With the advent of 3D scanning comes some very logical downstream applications – 3D printing, reverse engineering, metrology/inspection and applications to the arts. The cost of 3D scanning hardware is quite literally… all over the road-map, with simple low cost IR scanners under 500USD to CT scanning hardware over 1M USD. While high end CT scanning provides more than just the “skin” of the part, data collected is often output to show only the skin. This skin or surface I am referring to is commonly exchanged between software programs as an STL or polygon mesh file.
The 3D data captured by whatever method, has no intelligence – it is the equivalent of a 3D picture.
So, when the user wishes to do something else with that data, like turn it into an editable CAD object – third party software is often engaged to manipulate the 3D picture into something with inherent intelligence. Here in lies the conundrum of reverse engineering, which is in this case a misnomer. Reverse engineering implies extracting the intelligence from something previously engineered to remake or analyze it. To wit, software can be reverse engineered via decompilers (albeit illegal), electronics are often reverse engineered using scopes and probes that can measure currents and the effects of a signal path – with the 3D picture, all you have is a shape. Unless you have the accompanying design information such as a mechanical drawing with size/tolerance information – as one begins to reverse engineer a 3D shape – they are inputting their own design information, hopefully via educated assumptions – hence, re-engineering, not reverse engineering.
A side note here; I once “reverse engineered” an object that appeared to have a single planar surface when in fact, the surface was comprised of two planes at a 1.5° angle to each other, with a large radius joining them. Since this was a medical implant, obviously no small error made.
Okay you say, semantics… reverse engineering/re-engineering… whatever!

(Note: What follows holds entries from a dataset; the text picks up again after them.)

//! # Tagger de Léxico — Gazetteers por Rótulo
//!
//! Um preditor determinístico que complementa (ou substitui, em testes e
//! demonstrações) o modelo neural: listas de entidades conhecidas por rótulo,
//! casadas contra o texto pela **maior correspondência** da esquerda para a
//! direita.
//!
//! Cada ocorrência vira `B-<rótulo>` seguido de `I-<rótulo>`; o resto é `O`.
//! O formato JSON do léxico é um objeto rótulo → lista de superfícies:
//!
//! ```json
//! { "location": ["广州", "广州白云国际机场"], "license": ["tk72"] }
//! ```

use std::collections::BTreeMap;
use std::fs;
use std::path::Path;

use crate::error::{NerError, Result};
use crate::labels::LabelSet;
use crate::pipeline::TagPredictor;
use crate::tagger::Tag;

/// Uma entrada do léxico: a superfície em caracteres e o rótulo.
#[derive(Debug, Clone)]
struct Entry {
    surface: Vec<char>,
    label: String,
}

/// Tagger baseado em gazetteers por rótulo.
#[derive(Debug, Clone)]
pub struct LexiconTagger {
    labels: LabelSet,
    /// Mantidas da maior para a menor superfície.
    entries: Vec<Entry>,
}

impl LexiconTagger {
    pub fn new(labels: LabelSet) -> Self {
        Self { labels, entries: Vec::new() }
    }

    /// Carrega um léxico JSON (rótulo → superfícies).
    pub fn from_path(labels: LabelSet, path: impl AsRef<Path>) -> Result<Self> {
        let raw: BTreeMap<String, Vec<String>> = serde_json::from_str(&fs::read_to_string(path)?)?;
        let mut tagger = Self::new(labels);
        for (label, surfaces) in &raw {
            for surface in surfaces {
                tagger.add_entry(label, surface)?;
            }
        }
        Ok(tagger)
    }

    /// Adiciona uma superfície conhecida. Superfícies vazias são ignoradas.
    pub fn add_entry(&mut self, label: &str, surface: &str) -> Result<()> {
        if !self.labels.contains(label) {
            return Err(NerError::UnknownLabel { label: label.to_string() });
        }
        let surface: Vec<char> = surface.chars().collect();
        if surface.is_empty() {
            return Ok(());
        }
        // Inserção estável: entre superfícies do mesmo tamanho vale a primeira
        let at = self
            .entries
            .partition_point(|e| e.surface.len() >= surface.len());
        self.entries.insert(at, Entry { surface, label: label.to_string() });
        Ok(())
    }

    pub fn len(&self) -> usize {
        self.entries.len()
    }

    pub fn is_empty(&self) -> bool {
        self.entries.is_empty()
    }

    /// Aplica o léxico a uma janela de caracteres.
    pub fn tag(&self, chars: &[char]) -> Vec<Tag> {
        let mut tags = Vec::with_capacity(chars.len());
        let mut i = 0;
        while i < chars.len() {
            let found = self
                .entries
                .iter()
                .find(|e| chars[i..].starts_with(&e.surface));
            match found {
                Some(entry) => {
                    tags.push(Tag::Begin(entry.label.clone()));
                    for _ in 1..entry.surface.len() {
                        tags.push(Tag::Inside(entry.label.clone()));
                    }
                    i += entry.surface.len();
                }
                None => {
                    tags.push(Tag::Outside);
                    i += 1;
                }
            }
        }
        tags
    }
}

impl TagPredictor for LexiconTagger {
    fn predict(&self, chunk: &[char]) -> Result<Vec<Tag>> {
        Ok(self.tag(chunk))
    }
}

Let’s examine a simple cube with a hole (bore) in it… the cube has been produced via any number of manufacturing methods from injection molding to casting to machining – pick one. No matter the method; there will be deviations from the original design model introduced via whatever manufacturing method used. Let’s say the design of the cube defined it as a 100 x 100 x 100 unit cube with a tolerance of .05 units in any dimension. Let’s also say the hole in the cube was designed to be perpendicular to the surface with a diameter of 50 units and depth of 50 units – again with the same overall tolerance.
Now lets 3D scan that cube, there are immediately questions that arise:
- What is your goal? (artistic/cosmetic or re-manufacture)
- If you presume to know the tolerances of the design, do you have the hardware that can capture the “picture” at the required level of precision?
- What is the calibrated accuracy of your hardware? Seldom do devices perform to manufacturers lab “spec”.
- What is the condition of your environment? Lighting, dust, hot/cold can all have an effect on an optical scan device.
- Do you know if the manufactured object you are scanning is a known “good one”?
- Do you know if the software that collected the scan manipulated any of the data “behind the scenes”? This happens more than one may think.
- Did you manipulate any of that data? Smoothing, noise reduction, hole patching all equates to changing the data that was actually captured.
The above bullets are some of the “fuzzy” parameters that are inherent in nearly all scanning operations, and all contribute to the fidelity of the object you wish to reverse engineer.
Pretty simple to “reverse-engineer” from a 3D scan IF you know the design criteria, implied because it is easy to round numbers to simple integers. Usually, you will end up with something similar to the model below – sharp edges are no longer sharp, triangle faceting, sizes are not exact – often measuring out to 6 decimal places, and common line-of-sight missing data.
So, it is a simple cube and no matter what the scan dimensions are, pretty easy to “reverse-engineer” to even numbers, rounding up/down to normalize the data in any number of reverse engineering software products currently available.
But… if the the original design intent is unknown and the process of rounding begins … what if; the design dimensions were actually 100 x 100.5 x 99.9 or the hole was designed for an interference or slip fit? Perhaps the the object is already at the limits of it’s intended tolerance zones and your scan, with introduced variables, pushes it even further away from the original tolerance, AND you round the wrong way…
Yes, many things can influence the fidelity of your “reverse-engineering” project and produce a completely non-working part unless you know/understand at a minimum the form & function of the object to at least get you to the ballpark of the original design intent. This project may in fact be further compounded downstream by introducing yet another manufacturing technology – which in turn introduces more design deviation – producing a useless object, resulting in much lost time and revenue.
This may all sound a bit negative, but the message here is not to discourage anyone from 3D Scanning/Reverse (RE) Engineering… but to shine some light on aspects of this process that seldom get published – yet experienced by anyone (realized or not) performing the process. Best to know how to set your expectations correctly to fairly gauge your success.
This industry sector has a great many tools and exciting technologies – but it isn’t magic – yet.